Dataset excerpts
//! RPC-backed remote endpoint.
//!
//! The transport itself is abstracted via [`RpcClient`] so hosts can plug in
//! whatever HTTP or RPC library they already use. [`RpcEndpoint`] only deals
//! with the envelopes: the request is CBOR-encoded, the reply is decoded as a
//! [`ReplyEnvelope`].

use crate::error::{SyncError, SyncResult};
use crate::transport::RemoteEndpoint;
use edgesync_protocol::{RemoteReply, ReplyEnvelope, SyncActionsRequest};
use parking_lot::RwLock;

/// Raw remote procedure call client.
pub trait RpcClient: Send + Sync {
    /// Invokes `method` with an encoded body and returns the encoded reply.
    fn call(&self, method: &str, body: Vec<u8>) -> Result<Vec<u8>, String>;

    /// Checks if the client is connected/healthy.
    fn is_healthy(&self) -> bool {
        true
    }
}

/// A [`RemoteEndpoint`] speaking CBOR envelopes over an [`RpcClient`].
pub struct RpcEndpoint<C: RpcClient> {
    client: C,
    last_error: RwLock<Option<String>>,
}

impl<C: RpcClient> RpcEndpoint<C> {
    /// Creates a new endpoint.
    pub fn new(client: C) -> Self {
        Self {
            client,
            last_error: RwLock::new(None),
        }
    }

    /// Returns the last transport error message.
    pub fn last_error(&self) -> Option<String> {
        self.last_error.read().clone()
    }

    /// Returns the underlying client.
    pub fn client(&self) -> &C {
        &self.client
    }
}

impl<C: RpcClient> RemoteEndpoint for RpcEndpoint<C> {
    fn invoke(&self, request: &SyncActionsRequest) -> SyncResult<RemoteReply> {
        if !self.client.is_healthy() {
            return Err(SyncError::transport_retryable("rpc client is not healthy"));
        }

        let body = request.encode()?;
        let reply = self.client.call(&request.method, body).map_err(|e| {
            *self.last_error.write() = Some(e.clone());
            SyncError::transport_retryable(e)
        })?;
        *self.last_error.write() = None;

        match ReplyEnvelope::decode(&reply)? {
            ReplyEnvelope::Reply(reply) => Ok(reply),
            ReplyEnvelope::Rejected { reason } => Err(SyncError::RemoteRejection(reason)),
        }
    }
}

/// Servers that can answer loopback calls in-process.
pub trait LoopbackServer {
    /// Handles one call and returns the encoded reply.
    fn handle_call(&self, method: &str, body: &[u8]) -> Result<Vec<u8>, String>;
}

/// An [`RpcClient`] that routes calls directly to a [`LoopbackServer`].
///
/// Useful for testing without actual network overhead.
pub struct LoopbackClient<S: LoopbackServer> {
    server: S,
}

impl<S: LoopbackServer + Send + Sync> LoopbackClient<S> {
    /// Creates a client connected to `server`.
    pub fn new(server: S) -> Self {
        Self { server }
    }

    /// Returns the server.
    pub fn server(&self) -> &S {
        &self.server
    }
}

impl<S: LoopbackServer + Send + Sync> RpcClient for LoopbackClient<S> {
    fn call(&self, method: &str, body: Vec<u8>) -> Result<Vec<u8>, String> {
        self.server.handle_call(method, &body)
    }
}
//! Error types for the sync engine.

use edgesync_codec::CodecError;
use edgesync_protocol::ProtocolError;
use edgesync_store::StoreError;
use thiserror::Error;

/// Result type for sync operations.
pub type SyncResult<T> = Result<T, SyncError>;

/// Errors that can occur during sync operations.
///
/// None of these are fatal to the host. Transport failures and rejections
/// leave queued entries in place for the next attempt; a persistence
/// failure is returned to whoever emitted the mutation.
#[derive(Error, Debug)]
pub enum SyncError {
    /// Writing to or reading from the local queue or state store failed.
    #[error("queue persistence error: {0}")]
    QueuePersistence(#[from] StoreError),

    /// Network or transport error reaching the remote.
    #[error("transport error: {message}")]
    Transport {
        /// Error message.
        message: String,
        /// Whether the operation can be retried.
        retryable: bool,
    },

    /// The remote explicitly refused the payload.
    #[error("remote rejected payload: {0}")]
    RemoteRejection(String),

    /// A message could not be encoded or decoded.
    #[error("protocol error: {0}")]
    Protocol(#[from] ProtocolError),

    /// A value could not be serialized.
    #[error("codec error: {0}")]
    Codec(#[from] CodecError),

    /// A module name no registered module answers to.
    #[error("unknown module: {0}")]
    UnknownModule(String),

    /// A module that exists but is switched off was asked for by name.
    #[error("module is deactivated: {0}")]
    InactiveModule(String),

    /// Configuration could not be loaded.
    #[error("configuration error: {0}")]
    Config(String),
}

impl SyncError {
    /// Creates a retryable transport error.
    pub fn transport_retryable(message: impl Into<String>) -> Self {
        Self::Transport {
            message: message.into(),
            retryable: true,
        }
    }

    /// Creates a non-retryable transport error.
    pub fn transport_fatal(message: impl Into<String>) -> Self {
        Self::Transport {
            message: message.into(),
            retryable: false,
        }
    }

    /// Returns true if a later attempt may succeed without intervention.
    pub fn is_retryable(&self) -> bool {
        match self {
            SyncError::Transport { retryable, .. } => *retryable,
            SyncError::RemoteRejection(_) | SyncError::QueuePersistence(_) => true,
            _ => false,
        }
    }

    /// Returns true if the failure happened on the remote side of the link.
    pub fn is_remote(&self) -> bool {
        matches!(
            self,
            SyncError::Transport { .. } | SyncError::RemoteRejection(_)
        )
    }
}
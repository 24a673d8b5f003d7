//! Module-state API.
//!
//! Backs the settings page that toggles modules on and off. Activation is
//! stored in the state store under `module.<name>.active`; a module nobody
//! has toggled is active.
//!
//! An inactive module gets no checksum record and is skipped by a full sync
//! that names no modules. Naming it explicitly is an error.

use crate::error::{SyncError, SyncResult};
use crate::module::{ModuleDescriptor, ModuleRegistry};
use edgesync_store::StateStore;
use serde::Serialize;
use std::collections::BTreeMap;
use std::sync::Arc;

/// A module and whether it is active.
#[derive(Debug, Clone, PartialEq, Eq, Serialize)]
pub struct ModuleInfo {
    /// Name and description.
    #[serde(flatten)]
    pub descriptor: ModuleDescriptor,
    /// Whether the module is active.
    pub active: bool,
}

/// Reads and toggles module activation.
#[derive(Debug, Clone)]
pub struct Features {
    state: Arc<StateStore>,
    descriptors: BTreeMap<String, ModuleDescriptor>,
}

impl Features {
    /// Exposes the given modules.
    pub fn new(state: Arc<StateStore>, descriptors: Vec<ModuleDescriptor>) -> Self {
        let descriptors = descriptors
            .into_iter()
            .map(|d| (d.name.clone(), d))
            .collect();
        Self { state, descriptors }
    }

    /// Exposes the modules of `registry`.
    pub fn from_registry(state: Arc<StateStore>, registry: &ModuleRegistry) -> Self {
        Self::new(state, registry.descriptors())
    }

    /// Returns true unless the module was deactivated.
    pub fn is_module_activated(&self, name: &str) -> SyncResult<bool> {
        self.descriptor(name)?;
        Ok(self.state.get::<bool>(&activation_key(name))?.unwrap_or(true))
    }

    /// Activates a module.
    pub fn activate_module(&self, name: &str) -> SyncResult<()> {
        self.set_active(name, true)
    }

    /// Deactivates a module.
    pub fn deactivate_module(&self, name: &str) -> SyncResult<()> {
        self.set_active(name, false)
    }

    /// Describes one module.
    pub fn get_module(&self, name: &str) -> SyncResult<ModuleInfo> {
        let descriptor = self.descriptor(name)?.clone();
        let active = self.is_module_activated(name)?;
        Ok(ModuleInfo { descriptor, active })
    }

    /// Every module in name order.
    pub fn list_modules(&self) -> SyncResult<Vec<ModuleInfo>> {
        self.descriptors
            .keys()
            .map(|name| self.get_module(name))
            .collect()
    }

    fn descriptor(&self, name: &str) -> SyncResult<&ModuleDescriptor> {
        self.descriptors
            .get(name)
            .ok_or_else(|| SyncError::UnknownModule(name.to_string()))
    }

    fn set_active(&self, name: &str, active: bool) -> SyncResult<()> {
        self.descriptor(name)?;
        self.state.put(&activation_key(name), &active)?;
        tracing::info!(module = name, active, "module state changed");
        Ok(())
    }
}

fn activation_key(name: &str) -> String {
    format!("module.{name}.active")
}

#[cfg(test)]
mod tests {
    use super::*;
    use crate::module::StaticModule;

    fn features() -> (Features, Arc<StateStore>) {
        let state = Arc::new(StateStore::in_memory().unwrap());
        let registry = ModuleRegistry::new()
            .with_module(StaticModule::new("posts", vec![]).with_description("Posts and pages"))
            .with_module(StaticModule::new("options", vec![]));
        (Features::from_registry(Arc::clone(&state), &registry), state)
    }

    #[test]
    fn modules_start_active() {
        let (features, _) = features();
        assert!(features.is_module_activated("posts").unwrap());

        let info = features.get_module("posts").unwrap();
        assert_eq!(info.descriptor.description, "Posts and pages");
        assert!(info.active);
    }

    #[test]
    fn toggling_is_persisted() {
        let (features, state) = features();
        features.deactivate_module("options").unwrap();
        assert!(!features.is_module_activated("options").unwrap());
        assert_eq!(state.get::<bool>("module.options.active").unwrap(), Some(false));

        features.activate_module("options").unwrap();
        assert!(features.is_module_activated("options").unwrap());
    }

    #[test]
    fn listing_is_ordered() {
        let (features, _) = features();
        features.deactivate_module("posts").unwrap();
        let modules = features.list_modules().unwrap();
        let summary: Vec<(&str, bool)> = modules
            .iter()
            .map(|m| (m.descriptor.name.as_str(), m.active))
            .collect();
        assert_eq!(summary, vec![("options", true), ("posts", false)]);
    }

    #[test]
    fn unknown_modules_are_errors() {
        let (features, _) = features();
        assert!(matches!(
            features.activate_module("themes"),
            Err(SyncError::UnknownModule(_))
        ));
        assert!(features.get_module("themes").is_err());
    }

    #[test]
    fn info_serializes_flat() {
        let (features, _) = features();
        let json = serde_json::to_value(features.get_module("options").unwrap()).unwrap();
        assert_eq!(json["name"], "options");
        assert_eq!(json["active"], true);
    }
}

Instructions to follow -> Starting at the first line of the records above, please copy every line exactly through the line containing "pub trait RpcClient: Send", and stop there.

Worked solution ->
//! RPC-backed remote endpoint.
//!
//! The transport itself is abstracted via [`RpcClient`] so hosts can plug in
//! whatever HTTP or RPC library they already use. [`RpcEndpoint`] only deals
//! with the envelopes: the request is CBOR-encoded, the reply is decoded as a
//! [`ReplyEnvelope`].

use crate::error::{SyncError, SyncResult};
use crate::transport::RemoteEndpoint;
use edgesync_protocol::{RemoteReply, ReplyEnvelope, SyncActionsRequest};
use parking_lot::RwLock;

/// Raw remote procedure call client.
pub trait RpcClient: Send + Sync {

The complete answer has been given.